Exercise:
Once the line holding "almanac.illumination * 100.0" is found in the listing below, write it out and each later line exactly, up to and including the one holding "let visible = match".
[[ Data open ]]
//! # Almanac Rendering
//!
//! Turns computed lunar data into terminal output: a text almanac (current
//! phase, upcoming phase events, a moonrise/moonset table) and an ASCII chart
//! of the illuminated fraction around "now".
//!
//! The [`Almanac`] value is also what the binary serializes for `--json`.

use std::fmt::Display;

use chrono::{DateTime, Duration, NaiveDate, TimeZone, Utc};
use serde::Serialize;

use crate::error::LunarError;
use crate::phase::{illumination_with_precision, phase_angle};
use crate::phase_event::{next_event, MoonPhaseKind};
use crate::rise_set::{DayPattern, LunarTime};
use crate::time_scale::EphemerisInstant;
use crate::IlluminationSeries;

/// One upcoming principal phase.
#[derive(Debug, Clone, Serialize)]
pub struct PhaseEventRow {
    pub kind: MoonPhaseKind,
    pub utc: DateTime<Utc>,
    /// Wall-clock time in the observer's zone
    pub local: String,
}

/// One civil day of the moonrise/moonset table.
#[derive(Debug, Clone, Serialize)]
pub struct AlmanacDay {
    pub date: NaiveDate,
    pub moonrise: Option<String>,
    pub moonset: Option<String>,
    pub visible_seconds: i64,
    pub pattern: DayPattern,
}

/// Everything the almanac shows for one observer and reference instant.
#[derive(Debug, Clone, Serialize)]
pub struct Almanac {
    pub observer: String,
    pub latitude: f64,
    pub longitude: f64,
    pub zone: String,
    pub reference: DateTime<Utc>,
    pub phase_angle: f64,
    pub illumination: f64,
    pub next_events: Vec<PhaseEventRow>,
    pub days: Vec<AlmanacDay>,
}

impl Almanac {
    /// Compute the almanac for `days` civil days starting at `first_day`.
    pub fn compute<Tz>(
        observer: &str,
        lunar_time: &LunarTime<Tz>,
        reference: DateTime<Utc>,
        first_day: NaiveDate,
        days: u32,
        precision: u32,
    ) -> Result<Self, LunarError>
    where
        Tz: TimeZone + Display,
        Tz::Offset: Display,
    {
        let zone = lunar_time.zone();
        let instant = EphemerisInstant::from_utc(reference);

        let mut next_events = Vec::with_capacity(4);
        let mut cursor = instant;
        for _ in 0..4 {
            let (kind, event) = next_event(cursor)?;
            let utc = event.to_utc_seconds()?;
            next_events.push(PhaseEventRow {
                kind,
                utc,
                local: utc.with_timezone(zone).format("%Y-%m-%d %H:%M:%S %Z").to_string(),
            });
            cursor = event.plus_days(1.0 / 86_400.0);
        }

        let mut table = Vec::with_capacity(days as usize);
        for date in first_day.iter_days().take(days as usize) {
            let moonlight = lunar_time.on(date)?;
            table.push(AlmanacDay {
                date,
                moonrise: moonlight.moonrise().map(|t| t.format("%H:%M:%S").to_string()),
                moonset: moonlight.moonset().map(|t| t.format("%H:%M:%S").to_string()),
                visible_seconds: moonlight.length(),
                pattern: moonlight.pattern(),
            });
        }

        Ok(Self {
            observer: observer.to_string(),
            latitude: lunar_time.location().latitude(),
            longitude: lunar_time.location().longitude(),
            zone: zone.to_string(),
            reference,
            phase_angle: phase_angle(instant),
            illumination: illumination_with_precision(instant, precision)?,
            next_events,
            days: table,
        })
    }
}

/// Name of the phase for an elongation in degrees.
pub fn phase_name(phase_angle: f64) -> &'static str {
    match phase_angle {
        a if !(7.5..352.5).contains(&a) => "New Moon",
        a if a < 82.5 => "Waxing Crescent",
        a if a < 97.5 => "First Quarter",
        a if a < 172.5 => "Waxing Gibbous",
        a if a < 187.5 => "Full Moon",
        a if a < 262.5 => "Waning Gibbous",
        a if a < 277.5 => "Last Quarter",
        _ => "Waning Crescent",
    }
}

/// Seconds as `HHhMMm`.
fn format_duration(seconds: i64) -> String {
    let d = Duration::seconds(seconds);
    format!("{:02}h{:02}m", d.num_hours(), d.num_minutes() % 60)
}

/// Multi-line text almanac.
pub fn render_almanac(almanac: &Almanac) -> String {
    let mut out = String::new();
    out.push_str(&format!(
        "Moon over {} ({:.4}, {:.4}) [{}]\n",
        almanac.observer, almanac.latitude, almanac.longitude, almanac.zone
    ));
    out.push_str(&format!(
        "{}: {} ({:.1}°), {:.0}% illuminated\n\n",
        almanac.reference.format("%Y-%m-%d %H:%M UTC"),
        phase_name(almanac.phase_angle),
        almanac.phase_angle,
        almanac.illumination * 100.0
    ));

    out.push_str("Upcoming phases\n");
    for row in &almanac.next_events {
        out.push_str(&format!("  {:<14} {}\n", row.kind.to_string(), row.local));
    }

    out.push_str("\nDate        Moonrise  Moonset   Visible\n");
    for day in &almanac.days {
        let visible = match day.pattern {
            DayPattern::AlwaysUp => "all day".to_string(),
            DayPattern::AlwaysDown => "none".to_string(),
            _ => format_duration(day.visible_seconds),
        };
        out.push_str(&format!(
            "{}  {:<8}  {:<8}  {}\n",
            day.date,
            day.moonrise.as_deref().unwrap_or("--"),
            day.moonset.as_deref().unwrap_or("--"),
            visible
        ));
    }
    out
}

/// ASCII chart of the illuminated fraction, one column per sample.
pub fn render_chart(series: &IlluminationSeries) -> Vec<String> {
    const ROWS: usize = 11; // 0 %, 10 % ... 100 %
    const Y_AXIS_WIDTH: usize = 5; // Space for Y-axis labels
    let sample_count = series.samples.len();
    if sample_count == 0 {
        return Vec::new();
    }

    let fraction_to_row =
        |fraction: f32| ((1.0 - fraction.clamp(0.0, 1.0)) * (ROWS as f32 - 1.0)).round() as usize;

    let mut grid = vec![vec![' '; sample_count + Y_AXIS_WIDTH]; ROWS];

    for (row, line) in grid.iter_mut().enumerate() {
        if row % 5 == 0 {
            let label = format!("{:>3}%", 100 - row * 10);
            for (i, ch) in label.chars().enumerate() {
                line[i] = ch;
            }
        }
        line[Y_AXIS_WIDTH - 1] = '│';
    }

    // "now" sits at the centre of the window
    let center_index = sample_count / 2;
    for (column, sample) in series.samples.iter().enumerate() {
        let row = fraction_to_row(sample.fraction);
        grid[row][column + Y_AXIS_WIDTH] = if column == center_index { 'X' } else { '•' };
    }

    let mut lines: Vec<String> = grid.into_iter().map(|row| row.into_iter().collect()).collect();

    let padding = " ".repeat(Y_AXIS_WIDTH);
    let first = series.samples.first().map_or(0, |s| s.hours_rel);
    let last = series.samples.last().map_or(0, |s| s.hours_rel);
    let left_label = format!("{}d", first / 24);
    let right_label = format!("+{}d", last / 24);
    let now_text = "Now";
    let left_width = center_index.saturating_sub(now_text.len() / 2);
    let right_width = sample_count.saturating_sub(left_width + now_text.len());
    lines.push(format!(
        "{}{:<lw$}{}{:>rw$}",
        padding,
        left_label,
        now_text,
        right_label,
        lw = left_width,
        rw = right_width
    ));
    lines.push(format!(
        "{}{}",
        padding,
        if series.waxing { "waxing" } else { "waning" }
    ));
    lines
}

/// Print the illumination chart to stdout.
pub fn draw_ascii(series: &IlluminationSeries) {
    for line in render_chart(series) {
        println!("{line}");
    }
}

#[cfg(test)]
mod tests {
    use super::*;
    use crate::IlluminationSample;
    use chrono_tz::Europe::Berlin;
    use std::collections::HashSet;

    fn test_series() -> IlluminationSeries {
        IlluminationSeries {
            samples: vec![
                IlluminationSample { hours_rel: -48, fraction: 0.0 },
                IlluminationSample { hours_rel: -24, fraction: 0.25 },
                IlluminationSample { hours_rel: 0, fraction: 0.5 },
                IlluminationSample { hours_rel: 24, fraction: 0.75 },
                IlluminationSample { hours_rel: 48, fraction: 1.0 },
            ],
            waxing: true,
        }
    }

    #[test]
    fn test_phase_name() {
        assert_eq!(phase_name(0.0), "New Moon");
        assert_eq!(phase_name(355.0), "New Moon");
        assert_eq!(phase_name(45.0), "Waxing Crescent");
        assert_eq!(phase_name(90.0), "First Quarter");
        assert_eq!(phase_name(180.0), "Full Moon");
        assert_eq!(phase_name(200.0), "Waning Gibbous");
        assert_eq!(phase_name(270.0), "Last Quarter");
        assert_eq!(phase_name(300.0), "Waning Crescent");
    }

    #[test]
    fn test_format_duration() {
        assert_eq!(format_duration(41_010), "11h23m");
        assert_eq!(format_duration(0), "00h00m");
    }

    #[test]
    fn test_render_chart() {
        let lines = render_chart(&test_series());
        assert_eq!(lines.len(), 13);
        assert!(lines[0].starts_with("100%│"));
        assert!(lines[10].starts_with("  0%│"));
        // full moon in the top row, last column
        assert_eq!(lines[0].chars().last(), Some('•'));
        // "now" marker halfway up
        assert_eq!(lines[5].chars().nth(5 + 2), Some('X'));
        assert!(lines[11].contains("Now"));
        assert_eq!(lines[12].trim(), "waxing");
    }

    #[test]
    fn test_empty_chart() {
        let empty = IlluminationSeries { samples: Vec::new(), waxing: false };
        assert!(render_chart(&empty).is_empty());
    }

    #[test]
    fn test_almanac_munich() {
        let lunar_time = LunarTime::new(Berlin, 48.1, 11.6).unwrap();
        let reference = Utc.with_ymd_and_hms(2000, 3, 25, 0, 0, 0).unwrap();
        let first_day = NaiveDate::from_ymd_opt(2000, 3, 25).unwrap();
        let almanac = Almanac::compute("Munich", &lunar_time, reference, first_day, 3, 2).unwrap();

        assert_eq!(almanac.days.len(), 3);
        assert_eq!(almanac.next_events.len(), 4);
        assert_eq!(almanac.zone, "Europe/Berlin");
        for pair in almanac.next_events.windows(2) {
            assert!(pair[0].utc < pair[1].utc);
        }
        // four consecutive events cover each kind once
        let kinds: HashSet<_> = almanac.next_events.iter().map(|e| e.kind).collect();
        assert_eq!(kinds.len(), 4);

        let text = render_almanac(&almanac);
        assert!(text.starts_with("Moon over Munich"));
        assert!(text.contains("2000-03-25"));
        assert!(text.contains("Upcoming phases"));

        let json = serde_json::to_value(&almanac).unwrap();
        assert_eq!(json["days"][0]["date"], "2000-03-25");
    }
}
[[ Data closed ]]
Written response:
        almanac.illumination * 100.0
    ));

    out.push_str("Upcoming phases\n");
    for row in &almanac.next_events {
        out.push_str(&format!("  {:<14} {}\n", row.kind.to_string(), row.local));
    }

    out.push_str("\nDate        Moonrise  Moonset   Visible\n");
    for day in &almanac.days {
        let visible = match day.pattern {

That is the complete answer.